ICC Jakarta – Duta Besar Berkuasa Penuh Republik Indonesia untuk Republik Islam Iran Octavino Alimudin mengatakan, Jakarta dan Tehran telah berbagi pengetahuan dan pengalaman untuk mendorong perempuan ke perspektif yang lebih baik.
Hal itu disampaikan Octavino dalam pidato sambutannya di Seminar Internasional “The True Identity of Woman in Contemporary Era” di Mashhad, timur laut Republik Islam Iran, Kamis, (7/3/2019).
Pada Juli 2018, Menteri Pemberdayaan Perempuan dan Perlindungan Anak RI Yohana Susana Yembise dan Wakil Presiden RII untuk Urusan Perempuan dan Keluarga Masoumeh Ebtekar menandatangani MoU untuk memberdayakan perempuan, mendukung anak-anak dan mempromosikan ketahanan keluarga berdasarkan kesetaraan, rasa hormat dan saling menguntungkan.
“MoU antara Republik Islam Iran dan dan Republik Indonesia ini adalah untuk memberdayakan perempuan.

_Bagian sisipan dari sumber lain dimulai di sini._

//! # hfb_core - Play-State Referee for 2D American Football
//!
//! This library adjudicates a 2D American-football variant played on top of a
//! physics host it does not own. The host reports ticks, ball touches, chat
//! and roster changes; the referee answers with typed rulings and moves the
//! discs the rules need moved.
//!
//! ## Features
//! - Deterministic (seeded fumble rolls and formation jitter)
//! - Every decision announced as a serializable [`Ruling`]
//! - Typed statistic credits delivered to a pluggable [`StatsSink`]
//! - Scripted scenarios replayable without a physics host
//!
//! ## Usage
//!
//! ```rust
//! use hfb_core::{Referee, RefereeConfig, ScriptedRoom};
//!
//! let mut room = ScriptedRoom::lineup(&[1, 2, 3], &[4, 5, 6]);
//! let mut referee = Referee::new(RefereeConfig::default());
//!
//! let rulings = referee.on_game_start(&mut room);
//! assert_eq!(rulings.len(), 1);
//!
//! for _ in 0..60 {
//!     referee.on_tick(&mut room);
//! }
//! assert_eq!(referee.elapsed_ms(), 1_000);
//! ```

// Rule handlers take the room plus the players and ball they already looked up
#![allow(clippy::too_many_arguments)]

pub mod config;
pub mod error;
pub mod field;
pub mod referee;
pub mod room;
pub mod rules;
pub mod ruling;
pub mod sim;
pub mod stats;
pub mod timer;

pub use config::RefereeConfig;
pub use error::{AdminError, ConfigError, ScenarioError};
pub use field::{FieldPosition, Team, Vec2};
pub use referee::{HikeClockCommand, MatchState, Mode, Referee, Score};
pub use room::{BallDisc, Marker, PlayerDisc, PlayerId, Room, RoomExt};
pub use ruling::Ruling;
pub use sim::{Scenario, ScenarioReport, ScriptedRoom, Step};
pub use stats::{NullStats, StatDelta, StatKind, StatsError, StatsLedger, StatsSink};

Jadi, kami mencoba berbagi pengetahuan dan pengalaman kami, dan bagaimana kita membawa perempuan ke perspektif yang lebih baik atau ke arah keadaan yang lebih baik,” kata Octavino.
Dia menambahan, di Iran, kita melihat banyak perempuan yang menjadi peneliti, dan peneliti ini sangat penting. Mereka, lanjutnya, tidak harus berada di garis depan, tetapi mereka bisa mengunakan teknologi informasi (IT) untuk membuat masyarakat mengetahui lebih baik tentang teknologi, dan inilah juga yang menjadi alasan mengapa MoU tersebut ditandatangani.
Dubes RI untuk Iran juga menyinggung pentingnya sistem merit (merit system) terutama di lingkungan kerja sehingga perempuan dapat bersaing secara adil. Sistem merit adalah proses mempromosikan dan mempekerjakan pegawai pemerintah berdasarkan pada kualifikasi, kompetensi, dan kinerja secara adil dan wajar tanpa membedakan faktor politik, ras, agama, asal usul, jenis kelamin, dan kondisi kecacatan serta bukan karena koneksi politik.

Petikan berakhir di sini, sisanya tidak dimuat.